Auch den übrigen von der Einsprechenden vorgelegten Entgegenhaltungen oder dem Fachkönnen war ein Hinweis in diese Richtung ebenfalls nicht zu entnehmen. Die Einsprechende hat sich in der mündlichen Verhandlung hierauf nicht gesondert berufen.
III Rechtsmittelbelehrung Gegen diesen Beschluss ist für jede am Beschwerdeverfahren beteiligte Person das Rechtsmittel der Rechtsbeschwerde gegeben, wenn gerügt wird, dass
1. das beschließende Gericht nicht vorschriftsmäßig besetzt war, 2. bei dem Beschluss ein Richter mitgewirkt hat, der von der Ausübung des Richteramtes kraft Gesetzes ausgeschlossen oder wegen Besorgnis der Befangenheit mit Erfolg abgelehnt war, 3. einem Beteiligten das rechtliche Gehör versagt war, 4. ein Beteiligter im Verfahren nicht nach Vorschrift des Gesetzes vertreten war, sofern er nicht der Führung des Verfahrens ausdrücklich oder stillschweigend zugestimmt hat, 5. der Beschluss aufgrund einer mündlichen Verhandlung ergangen ist, bei der die Vorschriften über die Öffentlichkeit des Verfahrens verletzt worden sind, oder 6. der Beschluss nicht mit Gründen versehen ist.

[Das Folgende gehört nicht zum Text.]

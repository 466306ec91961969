use std::sync::Arc;

use async_trait::async_trait;
use chrono::{DateTime, Utc};
use fileshelf_core::models::{FileNode, FileType, ParentRef};
use fileshelf_core::AppError;
use sqlx::{FromRow, PgPool, Postgres};
use tokio::sync::Mutex;
use uuid::Uuid;

/// Raw record access for the metadata tree. Callers go through
/// [`crate::MetadataTree`], which enforces the tree invariants.
#[async_trait]
pub trait FileRepository: Send + Sync {
    async fn insert(&self, node: &FileNode) -> Result<(), AppError>;

    /// Lookup scoped to `owner`.
    async fn find_owned(&self, owner: Uuid, id: Uuid) -> Result<Option<FileNode>, AppError>;

    /// Lookup by id alone.
    async fn find_by_id(&self, id: Uuid) -> Result<Option<FileNode>, AppError>;

    /// Most recent first. `parent == None` lists every node of `owner`.
    async fn list(
        &self,
        owner: Uuid,
        parent: Option<ParentRef>,
        offset: i64,
        limit: i64,
    ) -> Result<Vec<FileNode>, AppError>;

    /// Set `is_public` on a node owned by `owner` and return the updated node.
    async fn set_visibility(
        &self,
        owner: Uuid,
        id: Uuid,
        is_public: bool,
    ) -> Result<Option<FileNode>, AppError>;

    async fn count(&self) -> Result<i64, AppError>;

    async fn is_alive(&self) -> bool;
}

#[derive(Debug, FromRow)]
struct FileRow {
    id: Uuid,
    user_id: Uuid,
    name: String,
    file_type: String,
    is_public: bool,
    parent_id: Option<Uuid>,
    storage_key: Option<String>,
    created_at: DateTime<Utc>,
}

impl TryFrom<FileRow> for FileNode {
    type Error = AppError;

    fn try_from(row: FileRow) -> Result<Self, Self::Error> {
        let file_type: FileType = row.file_type.parse().map_err(|_| {
            AppError::Internal(format!("Unknown file type in store: {}", row.file_type))
        })?;

        Ok(FileNode {
            id: row.id,
            user_id: row.user_id,
            name: row.name,
            file_type,
            is_public: row.is_public,
            parent_id: ParentRef::from(row.parent_id),
            storage_key: row.storage_key,
            created_at: row.created_at,
        })
    }
}

const FILE_COLUMNS: &str =
    "id, user_id, name, file_type, is_public, parent_id, storage_key, created_at";

#[derive(Clone)]
pub struct PgFileRepository {
    pool: PgPool,
}

impl PgFileRepository {
    pub fn new(pool: PgPool) -> Self {
        Self { pool }
    }
}

#[async_trait]
impl FileRepository for PgFileRepository {
    #[tracing::instrument(skip(self, node), fields(db.table = "files", db.operation = "insert", db.record_id = %node.id))]
    async fn insert(&self, node: &FileNode) -> Result<(), AppError> {
        sqlx::query(
            r#"
            INSERT INTO files (id, user_id, name, file_type, is_public, parent_id, storage_key, created_at)
            VALUES ($1, $2, $3, $4, $5, $6, $7, $8)
            "#,
        )
        .bind(node.id)
        .bind(node.user_id)
        .bind(&node.name)
        .bind(node.file_type.as_str())
        .bind(node.is_public)
        .bind(node.parent_id.folder_id())
        .bind(node.storage_key.as_deref())
        .bind(node.created_at)
        .execute(&self.pool)
        .await?;

        Ok(())
    }

    #[tracing::instrument(skip(self), fields(db.table = "files", db.operation = "select", db.record_id = %id))]
    async fn find_owned(&self, owner: Uuid, id: Uuid) -> Result<Option<FileNode>, AppError> {
        let row = sqlx::query_as::<Postgres, FileRow>(&format!(
            "SELECT {} FROM files WHERE id = $1 AND user_id = $2",
            FILE_COLUMNS
        ))
        .bind(id)
        .bind(owner)
        .fetch_optional(&self.pool)
        .await?;

        row.map(FileNode::try_from).transpose()
    }

    #[tracing::instrument(skip(self), fields(db.table = "files", db.operation = "select", db.record_id = %id))]
    async fn find_by_id(&self, id: Uuid) -> Result<Option<FileNode>, AppError> {
        let row = sqlx::query_as::<Postgres, FileRow>(&format!(
            "SELECT {} FROM files WHERE id = $1",
            FILE_COLUMNS
        ))
        .bind(id)
        .fetch_optional(&self.pool)
        .await?;

        row.map(FileNode::try_from).transpose()
    }

    #[tracing::instrument(skip(self), fields(db.table = "files", db.operation = "select"))]
    async fn list(
        &self,
        owner: Uuid,
        parent: Option<ParentRef>,
        offset: i64,
        limit: i64,
    ) -> Result<Vec<FileNode>, AppError> {
        let rows = match parent {
            None => {
                sqlx::query_as::<Postgres, FileRow>(&format!(
                    "SELECT {} FROM files WHERE user_id = $1 ORDER BY seq DESC OFFSET $2 LIMIT $3",
                    FILE_COLUMNS
                ))
                .bind(owner)
                .bind(offset)
                .bind(limit)
                .fetch_all(&self.pool)
                .await?
            }
            Some(ParentRef::Root) => {
                sqlx::query_as::<Postgres, FileRow>(&format!(
                    "SELECT {} FROM files WHERE user_id = $1 AND parent_id IS NULL ORDER BY seq DESC OFFSET $2 LIMIT $3",
                    FILE_COLUMNS
                ))
                .bind(owner)
                .bind(offset)
                .bind(limit)
                .fetch_all(&self.pool)
                .await?
            }
            Some(ParentRef::Folder(parent_id)) => {
                sqlx::query_as::<Postgres, FileRow>(&format!(
                    "SELECT {} FROM files WHERE user_id = $1 AND parent_id = $2 ORDER BY seq DESC OFFSET $3 LIMIT $4",
                    FILE_COLUMNS
                ))
                .bind(owner)
                .bind(parent_id)
                .bind(offset)
                .bind(limit)
                .fetch_all(&self.pool)
                .await?
            }
        };

        rows.into_iter().map(FileNode::try_from).collect()
    }

    #[tracing::instrument(skip(self), fields(db.table = "files", db.operation = "update", db.record_id = %id))]
    async fn set_visibility(
        &self,
        owner: Uuid,
        id: Uuid,
        is_public: bool,
    ) -> Result<Option<FileNode>, AppError> {
        let row = sqlx::query_as::<Postgres, FileRow>(&format!(
            "UPDATE files SET is_public = $3 WHERE id = $1 AND user_id = $2 RETURNING {}",
            FILE_COLUMNS
        ))
        .bind(id)
        .bind(owner)
        .bind(is_public)
        .fetch_optional(&self.pool)
        .await?;

        row.map(FileNode::try_from).transpose()
    }

    async fn count(&self) -> Result<i64, AppError> {
        let count = sqlx::query_scalar::<Postgres, i64>("SELECT COUNT(*) FROM files")
            .fetch_one(&self.pool)
            .await?;
        Ok(count)
    }

    async fn is_alive(&self) -> bool {
        sqlx::query("SELECT 1").execute(&self.pool).await.is_ok()
    }
}

/// In-memory metadata store. Nodes are kept in insertion order.
#[derive(Clone, Default)]
pub struct MemoryFileRepository {
    nodes: Arc<Mutex<Vec<FileNode>>>,
}

impl MemoryFileRepository {
    pub fn new() -> Self {
        Self::default()
    }
}

#[async_trait]
impl FileRepository for MemoryFileRepository {
    async fn insert(&self, node: &FileNode) -> Result<(), AppError> {
        self.nodes.lock().await.push(node.clone());
        Ok(())
    }

    async fn find_owned(&self, owner: Uuid, id: Uuid) -> Result<Option<FileNode>, AppError> {
        let nodes = self.nodes.lock().await;
        Ok(nodes
            .iter()
            .find(|n| n.id == id && n.user_id == owner)
            .cloned())
    }

    async fn find_by_id(&self, id: Uuid) -> Result<Option<FileNode>, AppError> {
        let nodes = self.nodes.lock().await;
        Ok(nodes.iter().find(|n| n.id == id).cloned())
    }

    async fn list(
        &self,
        owner: Uuid,
        parent: Option<ParentRef>,
        offset: i64,
        limit: i64,
    ) -> Result<Vec<FileNode>, AppError> {
        let nodes = self.nodes.lock().await;
        Ok(nodes
            .iter()
            .rev()
            .filter(|n| n.user_id == owner)
            .filter(|n| parent.map_or(true, |p| n.parent_id == p))
            .skip(offset.max(0) as usize)
            .take(limit.max(0) as usize)
            .cloned()
            .collect())
    }

    async fn set_visibility(
        &self,
        owner: Uuid,
        id: Uuid,
        is_public: bool,
    ) -> Result<Option<FileNode>, AppError> {
        let mut nodes = self.nodes.lock().await;
        Ok(nodes
            .iter_mut()
            .find(|n| n.id == id && n.user_id == owner)
            .map(|n| {
                n.is_public = is_public;
                n.clone()
            }))
    }

    async fn count(&self) -> Result<i64, AppError> {
        Ok(self.nodes.lock().await.len() as i64)
    }

    async fn is_alive(&self) -> bool {
        true
    }
}
//! Test helpers: build AppState and router over the in-memory stores.
//!
//! Run from workspace root: `cargo test -p fileshelf-api`.

#![allow(dead_code)]

pub mod fixtures;

use std::sync::Arc;
use std::time::Duration;

use axum_test::TestServer;
use base64::Engine;
use fileshelf_api::setup::routes::setup_routes;
use fileshelf_api::setup::services::build_state;
use fileshelf_api::state::AppState;
use fileshelf_core::{Config, StoreBackend};
use fileshelf_db::Stores;
use fileshelf_storage::{LocalStorage, Storage};
use fileshelf_worker::{Dispatcher, JobQueueConfig};
use serde_json::{json, Value};
use tempfile::TempDir;

/// Test application: server, state and owned resources.
pub struct TestApp {
    pub server: TestServer,
    pub state: Arc<AppState>,
    pub dispatcher: Dispatcher,
    pub _temp_dir: TempDir,
}

impl TestApp {
    pub fn client(&self) -> &TestServer {
        &self.server
    }

    /// Process every queued job, as a worker would.
    pub async fn run_worker(&self) -> usize {
        self.dispatcher
            .run_until_idle(&self.state.queue)
            .await
            .expect("Failed to process jobs")
    }
}

/// Setup test app with in-memory stores and a temporary storage root.
pub async fn setup_test_app() -> TestApp {
    let temp_dir = tempfile::tempdir().expect("Failed to create temp directory");

    let mut config = Config::from_lookup(|_| None).expect("Failed to build config");
    config.store_backend = StoreBackend::Memory;
    config.folder_path = temp_dir.path().to_path_buf();
    config.worker_enabled = false;

    let storage: Arc<dyn Storage> = Arc::new(
        LocalStorage::new(&config.folder_path)
            .await
            .expect("Failed to create local storage"),
    );
    let stores = Stores::in_memory(Duration::from_secs(config.session_ttl_seconds));

    let dispatcher = Dispatcher::for_stores(JobQueueConfig::from(&config), &stores, storage.clone());
    let state = build_state(config, stores, storage);
    let app = setup_routes(state.clone());

    let server = TestServer::new(app.into_make_service()).expect("Failed to create test server");

    TestApp {
        server,
        state,
        dispatcher,
        _temp_dir: temp_dir,
    }
}

pub fn basic_auth(email: &str, password: &str) -> String {
    let encoded =
        base64::engine::general_purpose::STANDARD.encode(format!("{}:{}", email, password));
    format!("Basic {}", encoded)
}

/// Registered user with a live session.
pub struct TestUser {
    pub id: String,
    pub email: String,
    pub token: String,
}

pub async fn register_user(client: &TestServer, email: &str, password: &str) -> TestUser {
    let response = client
        .post("/users")
        .json(&json!({ "email": email, "password": password }))
        .await;
    assert_eq!(response.status_code(), 201);
    let body: Value = response.json();
    let id = body["id"].as_str().expect("id").to_string();

    let token = login(client, email, password).await;
    TestUser {
        id,
        email: email.to_string(),
        token,
    }
}

pub async fn login(client: &TestServer, email: &str, password: &str) -> String {
    let response = client
        .get("/connect")
        .add_header("Authorization", basic_auth(email, password))
        .await;
    assert_eq!(response.status_code(), 200);
    let body: Value = response.json();
    body["token"].as_str().expect("token").to_string()
}

/// `POST /files` as `user`; returns the raw response.
pub async fn upload(
    client: &TestServer,
    user: &TestUser,
    body: Value,
) -> axum_test::TestResponse {
    client
        .post("/files")
        .add_header("X-Token", user.token.clone())
        .json(&body)
        .await
}

pub async fn create_folder(client: &TestServer, user: &TestUser, name: &str, parent: Value) -> Value {
    let response = upload(
        client,
        user,
        json!({ "name": name, "type": "folder", "parentId": parent }),
    )
    .await;
    assert_eq!(response.status_code(), 201);
    response.json()
}
use std::sync::Arc;

use axum::extract::FromRequestParts;
use axum::http::request::Parts;
use fileshelf_core::AppError;
use uuid::Uuid;

use crate::error::HttpAppError;
use crate::state::AppState;

use super::middleware::token_from_headers;

/// Identity resolved from the `X-Token` header and stored in request extensions.
#[derive(Debug, Clone)]
pub struct UserContext {
    pub user_id: Uuid,
    pub token: String,
}

impl<S> FromRequestParts<S> for UserContext
where
    S: Send + Sync,
{
    type Rejection = HttpAppError;

    async fn from_request_parts(parts: &mut Parts, _state: &S) -> Result<Self, Self::Rejection> {
        parts
            .extensions
            .get::<UserContext>()
            .cloned()
            .ok_or(HttpAppError(AppError::Unauthorized))
    }
}

/// Identity of the caller when one is presented, for routes that also serve
/// anonymous requests. A missing or unknown token is simply no identity.
#[derive(Debug, Clone)]
pub struct MaybeUser(pub Option<UserContext>);

impl MaybeUser {
    pub fn user_id(&self) -> Option<Uuid> {
        self.0.as_ref().map(|ctx| ctx.user_id)
    }
}

impl FromRequestParts<Arc<AppState>> for MaybeUser {
    type Rejection = HttpAppError;

    async fn from_request_parts(
        parts: &mut Parts,
        state: &Arc<AppState>,
    ) -> Result<Self, Self::Rejection> {
        if let Some(ctx) = parts.extensions.get::<UserContext>() {
            return Ok(MaybeUser(Some(ctx.clone())));
        }
        let token = token_from_headers(&parts.headers);
        let ctx = state.access.identify_optional(token).await?;
        Ok(MaybeUser(ctx))
    }
}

Die Rechtsbeschwerdeschrift muss von einer beim Bundesgerichtshof zugelassenen Rechtsanwältin oder von einem beim Bundesgerichtshof zugelassenen Rechtsanwalt unterzeichnet und innerhalb eines Monats nach Zustellung des Beschlusses beim Bundesgerichtshof, Herrenstraße 45a, 76133 Karlsruhe eingereicht werden. Die Frist ist nur gewahrt, wenn die Rechtsbeschwerde vor Fristablauf beim Bundesgerichtshof eingeht. Die Frist kann nicht verlängert werden.